** What is needed **
Every line in the records below with the string "IndexImage" needs to be copied out.

** Information provided **

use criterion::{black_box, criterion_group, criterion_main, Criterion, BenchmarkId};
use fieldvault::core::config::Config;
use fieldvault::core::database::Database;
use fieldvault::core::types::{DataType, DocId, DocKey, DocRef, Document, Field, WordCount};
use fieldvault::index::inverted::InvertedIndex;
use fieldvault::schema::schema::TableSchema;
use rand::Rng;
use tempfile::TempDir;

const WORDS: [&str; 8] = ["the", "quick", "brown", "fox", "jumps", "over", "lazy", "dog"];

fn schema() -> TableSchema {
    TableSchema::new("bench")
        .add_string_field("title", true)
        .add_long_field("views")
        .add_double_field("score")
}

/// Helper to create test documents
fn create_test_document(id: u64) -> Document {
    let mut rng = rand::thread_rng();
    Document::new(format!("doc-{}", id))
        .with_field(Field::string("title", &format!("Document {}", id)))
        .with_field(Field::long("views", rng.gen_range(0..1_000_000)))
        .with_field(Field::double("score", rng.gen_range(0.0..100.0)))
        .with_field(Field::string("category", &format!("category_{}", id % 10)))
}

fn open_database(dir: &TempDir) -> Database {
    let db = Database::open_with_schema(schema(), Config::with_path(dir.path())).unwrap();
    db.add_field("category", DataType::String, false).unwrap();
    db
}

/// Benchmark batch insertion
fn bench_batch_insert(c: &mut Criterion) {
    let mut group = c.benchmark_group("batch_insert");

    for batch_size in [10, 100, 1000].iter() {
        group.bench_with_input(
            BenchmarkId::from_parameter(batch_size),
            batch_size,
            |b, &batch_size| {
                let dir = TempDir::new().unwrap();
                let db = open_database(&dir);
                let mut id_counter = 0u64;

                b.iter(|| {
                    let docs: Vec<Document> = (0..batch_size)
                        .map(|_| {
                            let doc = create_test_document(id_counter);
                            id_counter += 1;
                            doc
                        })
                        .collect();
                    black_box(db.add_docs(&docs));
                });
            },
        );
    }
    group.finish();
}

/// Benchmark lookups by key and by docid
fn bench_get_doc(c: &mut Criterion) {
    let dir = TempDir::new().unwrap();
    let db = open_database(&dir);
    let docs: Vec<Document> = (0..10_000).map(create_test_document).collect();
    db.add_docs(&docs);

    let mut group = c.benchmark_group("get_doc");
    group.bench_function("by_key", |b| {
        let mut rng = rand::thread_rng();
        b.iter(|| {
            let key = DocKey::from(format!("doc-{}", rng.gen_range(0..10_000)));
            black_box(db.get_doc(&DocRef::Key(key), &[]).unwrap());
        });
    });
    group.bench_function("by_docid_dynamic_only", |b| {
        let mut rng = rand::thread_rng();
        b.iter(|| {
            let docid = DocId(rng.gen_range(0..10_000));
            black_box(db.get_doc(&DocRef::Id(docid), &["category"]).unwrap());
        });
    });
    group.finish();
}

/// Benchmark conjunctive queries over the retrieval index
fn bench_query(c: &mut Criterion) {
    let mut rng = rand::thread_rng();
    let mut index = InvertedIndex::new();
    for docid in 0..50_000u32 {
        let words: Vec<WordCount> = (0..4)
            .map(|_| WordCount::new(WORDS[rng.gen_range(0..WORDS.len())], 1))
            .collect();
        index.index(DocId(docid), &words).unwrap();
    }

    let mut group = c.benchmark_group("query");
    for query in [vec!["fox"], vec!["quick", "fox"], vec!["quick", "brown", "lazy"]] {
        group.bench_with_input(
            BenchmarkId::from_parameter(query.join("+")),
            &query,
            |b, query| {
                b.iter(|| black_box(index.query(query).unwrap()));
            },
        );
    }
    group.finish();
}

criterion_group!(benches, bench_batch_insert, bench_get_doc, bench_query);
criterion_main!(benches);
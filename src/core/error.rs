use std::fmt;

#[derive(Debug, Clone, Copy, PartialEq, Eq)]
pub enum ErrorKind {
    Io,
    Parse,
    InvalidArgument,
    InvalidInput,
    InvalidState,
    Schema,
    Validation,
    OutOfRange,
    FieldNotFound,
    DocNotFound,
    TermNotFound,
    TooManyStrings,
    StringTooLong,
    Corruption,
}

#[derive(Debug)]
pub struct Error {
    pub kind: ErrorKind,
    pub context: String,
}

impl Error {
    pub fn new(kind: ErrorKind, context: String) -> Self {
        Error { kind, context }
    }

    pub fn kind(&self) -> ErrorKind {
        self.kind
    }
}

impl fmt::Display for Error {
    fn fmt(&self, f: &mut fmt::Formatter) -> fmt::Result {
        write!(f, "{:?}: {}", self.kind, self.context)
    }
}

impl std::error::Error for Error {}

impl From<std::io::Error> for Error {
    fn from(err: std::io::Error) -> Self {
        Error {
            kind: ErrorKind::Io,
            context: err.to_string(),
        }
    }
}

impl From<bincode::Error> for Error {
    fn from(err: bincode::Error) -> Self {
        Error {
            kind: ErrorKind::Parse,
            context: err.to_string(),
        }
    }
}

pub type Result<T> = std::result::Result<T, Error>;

...

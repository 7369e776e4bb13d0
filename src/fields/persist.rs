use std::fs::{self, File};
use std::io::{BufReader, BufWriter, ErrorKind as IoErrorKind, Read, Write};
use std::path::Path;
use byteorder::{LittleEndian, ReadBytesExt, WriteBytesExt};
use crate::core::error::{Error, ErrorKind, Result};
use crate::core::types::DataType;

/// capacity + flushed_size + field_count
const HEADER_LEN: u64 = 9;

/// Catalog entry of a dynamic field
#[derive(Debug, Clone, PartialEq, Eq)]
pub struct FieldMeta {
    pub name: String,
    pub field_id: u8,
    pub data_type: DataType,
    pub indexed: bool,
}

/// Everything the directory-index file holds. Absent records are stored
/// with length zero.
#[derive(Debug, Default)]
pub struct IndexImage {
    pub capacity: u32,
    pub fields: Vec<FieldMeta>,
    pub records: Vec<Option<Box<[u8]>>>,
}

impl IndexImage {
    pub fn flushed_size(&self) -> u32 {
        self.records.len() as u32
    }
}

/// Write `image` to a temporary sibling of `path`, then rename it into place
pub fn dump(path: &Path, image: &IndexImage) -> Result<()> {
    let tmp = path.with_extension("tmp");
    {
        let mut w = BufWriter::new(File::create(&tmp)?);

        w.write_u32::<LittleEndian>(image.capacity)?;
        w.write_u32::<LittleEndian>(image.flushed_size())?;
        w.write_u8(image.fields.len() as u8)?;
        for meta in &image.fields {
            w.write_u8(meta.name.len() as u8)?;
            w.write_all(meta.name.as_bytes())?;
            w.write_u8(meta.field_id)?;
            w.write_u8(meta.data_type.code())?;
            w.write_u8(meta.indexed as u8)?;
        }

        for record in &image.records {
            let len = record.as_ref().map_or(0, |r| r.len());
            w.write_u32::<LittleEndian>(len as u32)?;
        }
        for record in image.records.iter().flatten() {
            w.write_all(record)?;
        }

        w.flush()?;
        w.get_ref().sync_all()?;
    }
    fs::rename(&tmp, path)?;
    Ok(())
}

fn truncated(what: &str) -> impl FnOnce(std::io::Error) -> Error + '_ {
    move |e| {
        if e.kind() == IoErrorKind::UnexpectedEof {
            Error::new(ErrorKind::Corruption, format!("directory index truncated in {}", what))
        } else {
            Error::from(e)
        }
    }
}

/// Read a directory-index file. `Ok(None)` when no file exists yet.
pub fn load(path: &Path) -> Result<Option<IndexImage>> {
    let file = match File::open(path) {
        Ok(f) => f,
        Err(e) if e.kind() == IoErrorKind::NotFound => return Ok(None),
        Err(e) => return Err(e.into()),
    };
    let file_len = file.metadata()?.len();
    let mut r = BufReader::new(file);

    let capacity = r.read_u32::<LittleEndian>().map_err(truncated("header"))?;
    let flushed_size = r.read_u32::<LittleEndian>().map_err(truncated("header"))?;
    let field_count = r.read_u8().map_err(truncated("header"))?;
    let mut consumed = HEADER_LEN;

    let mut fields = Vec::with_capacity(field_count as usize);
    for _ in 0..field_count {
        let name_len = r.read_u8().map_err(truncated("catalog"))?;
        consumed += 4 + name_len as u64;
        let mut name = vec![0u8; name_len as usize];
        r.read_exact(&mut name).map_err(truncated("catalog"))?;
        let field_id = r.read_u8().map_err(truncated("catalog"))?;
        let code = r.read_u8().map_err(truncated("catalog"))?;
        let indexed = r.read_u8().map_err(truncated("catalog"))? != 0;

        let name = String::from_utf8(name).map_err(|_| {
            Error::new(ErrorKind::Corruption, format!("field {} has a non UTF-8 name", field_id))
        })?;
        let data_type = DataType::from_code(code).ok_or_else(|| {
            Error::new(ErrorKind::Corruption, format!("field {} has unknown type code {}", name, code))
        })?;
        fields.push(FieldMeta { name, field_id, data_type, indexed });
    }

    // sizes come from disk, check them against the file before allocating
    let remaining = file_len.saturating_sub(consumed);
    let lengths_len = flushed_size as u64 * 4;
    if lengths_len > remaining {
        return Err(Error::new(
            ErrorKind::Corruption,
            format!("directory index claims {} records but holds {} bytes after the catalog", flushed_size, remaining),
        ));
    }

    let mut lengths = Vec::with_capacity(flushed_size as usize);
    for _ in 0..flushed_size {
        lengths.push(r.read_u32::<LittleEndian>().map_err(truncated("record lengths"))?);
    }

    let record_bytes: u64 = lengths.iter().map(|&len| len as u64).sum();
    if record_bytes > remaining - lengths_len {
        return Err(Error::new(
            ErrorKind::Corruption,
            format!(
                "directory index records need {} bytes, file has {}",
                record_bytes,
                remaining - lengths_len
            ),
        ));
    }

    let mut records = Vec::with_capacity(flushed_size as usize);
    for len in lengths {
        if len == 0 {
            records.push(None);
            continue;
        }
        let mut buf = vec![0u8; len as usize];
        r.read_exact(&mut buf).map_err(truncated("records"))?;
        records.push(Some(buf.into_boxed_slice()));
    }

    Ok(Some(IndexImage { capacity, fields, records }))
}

** Solution for this exercise **
pub struct IndexImage {
impl IndexImage {
pub fn dump(path: &Path, image: &IndexImage) -> Result<()> {
pub fn load(path: &Path) -> Result<Option<IndexImage>> {
    Ok(Some(IndexImage { capacity, fields, records }))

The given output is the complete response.